• [Activity]:
How many lines of the records hold the string "JOIN"? Reply with the number alone.
|---|
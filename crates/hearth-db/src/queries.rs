use crate::models::{
    AlertRow, ChatRow, MemberRow, MessageRow, NewAlert, NewMessage, NewPoll, NewUser,
    PinnedNoteRow, PollOptionRow, PollRow, PollVoteRow, ReactionRow, ReadRow, UserRow,
    VoteOutcome,
};
use crate::{Database, pair_key};
use anyhow::{Result, anyhow};
use rusqlite::{Connection, Row};

const USER_COLUMNS: &str =
    "id, name, email, password, role, parent_id, family_id, phone, avatar_url, is_online, last_seen, created_at";

const CHAT_COLUMNS: &str =
    "id, chat_name, is_group, family_id, group_admin, latest_message_id, created_at, updated_at";

const MESSAGE_SELECT: &str =
    "SELECT m.id, m.chat_id, m.sender_id, u.name, u.avatar_url, m.content, m.reply_to, m.family_id, m.created_at
     FROM messages m
     JOIN users u ON u.id = m.sender_id";

const POLL_SELECT: &str =
    "SELECT p.id, p.question, p.family_id, p.created_by, u.name, u.avatar_url, p.is_active, p.created_at
     FROM polls p
     JOIN users u ON u.id = p.created_by";

const ALERT_SELECT: &str =
    "SELECT a.id, a.triggered_by, u.name, u.avatar_url, a.family_id, a.lat, a.lng, a.status, a.resolved_at, a.created_at
     FROM alerts a
     JOIN users u ON u.id = a.triggered_by";
pub mod auth;
pub mod chats;
pub mod emergency;
pub mod error;
pub mod extract;
pub mod family;
pub mod messages;
pub mod middleware;
pub mod notify;
pub mod pins;
pub mod polls;
pub mod router;
pub mod state;
pub mod views;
|---|
• [Result for this exercise]:
3